-You will always be the girl that fills my heart, my soul, my everything-
Astrophile Kaivan.Tubuh keduanya terkulai lemas. Terengah, saling berebut pasokan udara untuk masuk ke dalam paru. Saling memeluk, dan tersenyum puas menikmati sisa-sisa pelepasan dalam kerinduan yang mendera.
“I love you.” Ujar sang pria memecah kebisuan.
“I love you too.”
“I love you more.”
“I love you most.”
“I love you infinity.”
“Ya, ya.

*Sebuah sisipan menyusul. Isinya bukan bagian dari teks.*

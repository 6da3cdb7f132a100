// Copyright (c) 2025 - Cowboy AI, Inc.
//! NATS discovery source
//!
//! Each message on the configured subject carries one JSON-encoded
//! [`DiscoveryBatch`]. Messages that fail to decode are logged and dropped;
//! they never stop the stream.

use async_nats::{Client, ConnectOptions, Message};
use async_trait::async_trait;
use futures::stream::BoxStream;
use futures::StreamExt;
use tracing::{info, warn};

use super::DiscoverySource;
use crate::config::NatsSourceConfig;
use crate::discovery::DiscoveryBatch;
use crate::errors::ReconcileError;

/// Discovery batches received on a NATS subject
#[derive(Clone)]
pub struct NatsDiscoverySource {
    client: Client,
    subject: String,
}

impl NatsDiscoverySource {
    /// Connect using the given configuration
    pub async fn connect(config: &NatsSourceConfig) -> Result<Self, ReconcileError> {
        let connect_options = ConnectOptions::new()
            .name(&config.name)
            .connection_timeout(config.connect_timeout())
            .request_timeout(Some(config.request_timeout()));

        let client = async_nats::connect_with_options(config.servers.join(","), connect_options)
            .await
            .map_err(|e| ReconcileError::Source(format!("NATS connection failed: {}", e)))?;

        info!(servers = ?config.servers, "Connected to NATS");

        Ok(Self::from_client(client, config.subject.clone()))
    }

    /// Wrap an existing connection
    pub fn from_client(client: Client, subject: impl Into<String>) -> Self {
        Self {
            client,
            subject: subject.into(),
        }
    }
}

/// Decode one message, logging and dropping it on failure
pub fn decode_message(message: &Message) -> Option<DiscoveryBatch> {
    match DiscoveryBatch::from_json(&message.payload) {
        Ok(batch) => Some(batch),
        Err(error) => {
            warn!(
                subject = %message.subject,
                bytes = message.payload.len(),
                error = %error,
                "Dropping undecodable discovery message"
            );
            None
        }
    }
}

#[async_trait]
impl DiscoverySource for NatsDiscoverySource {
    async fn subscribe(&self) -> Result<BoxStream<'static, DiscoveryBatch>, ReconcileError> {
        let subscriber = self.client.subscribe(self.subject.clone()).await?;
        info!(subject = %self.subject, "Subscribed to discovery subject");

        Ok(subscriber
            .filter_map(|message| async move { decode_message(&message) })
            .boxed())
    }

    fn name(&self) -> &str {
        "nats"
    }
}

I know that you love me to the moon and back, to infinity and beyond, forever and ever.” Decak gadis itu sambil menyerukkan wajah pada leher sang pria. “Dasar pak pengacara, gak pernah mau ngalah!”
Keduanya terkekeh bersamaan. Lantas dering ponsel menyela kekehan keduanya.
“Hapemu!”
Seru mereka bersamaan saat mendengar dering nada I’m Yours yang ditembangkan oleh Jason Mraz. Detik selanjutnya mereka kembali terkekeh. Membiarkan dering yang entah dari ponsel siapa, berhenti dengan sendiriannya. Ya, keduanya memiliki nada dering ponsel yang sama.
“Kamu ada wawancara dengan Aya, hari ini?”
“Hmm, sekalian makan siang, bukan wawancara formal sih.” Zetta, yang sedari tadi memeluk Astro bangkit, menjauhkan diri tanpa melepas penyatuan mereka.
“Batalin.”
Tubuh Astro bagaikan magnet yang tertarik, dan tidak bisa terpisahkan dengan tubuh Zetta. Pria itu ikut bangkit dan menegakkan sandaran joknya. Lalu kembali memeluk sang kekasih, yang sudah dipacarinya dalam diam, selama hampir satu dekade.
Mereka masih berada di garasi. Selepas menjemput Zetta di bandara beberapa saat yang lalu, pria itu hanya keluar untuk membuka dan menutup pagar. Bahkan, pintu garasi masih terbuka lebar, saat keduanya menyelesaikan satu pergulatan panas untuk melepas kerinduan.
Keduanya dipertemukan saat sama-sama memulai karir di kantor Firma Hukum Sagara milik Pras. Astro kala itu, baru menapakkan rekam jejaknya agar bisa menjadi pengacara seperti Pras. Sedangkan Zetta, masih sebagai pekerja paruh waktu, di bagian keuangan.
“Aku sudah kosongin jadwal hari ini, khusus buat kamu. Jadi, kamu juga harus kosongin jadwalmu.”
“Umm …” Kedua tangan Zetta mengalung pada leher Astro sembari menggumam panjang dengan menggulirkan maniknya ke kiri dan ke kanan.
Karena tidak sabar menunggu, Astro menekan tubuh Zetta kearahnya. Hal itu membuat gadis itu memekik nikmat.
“Kamu mau lagi, hem.”
“Dammit! Kenapa cepet banget bangunnya!”
“Wajar …” Kilatan hasrat kembali terlihat pada manik pria itu. “Kamu gak ngasih aku jatah … selama satu minggu, waktu kamu di Surabaya.”
Apalagi, saat sang kekasih yang masih berada di pangkuan, sudah menggerakkan kembali tubuhnya. Seirama dengan desahan pelan, yang akan selalu menjadi alunan nada terindah bagi Astro. Hingga keduanya lagi-lagi menjeritkan nama masing-masing saat mencapai pelepasannya.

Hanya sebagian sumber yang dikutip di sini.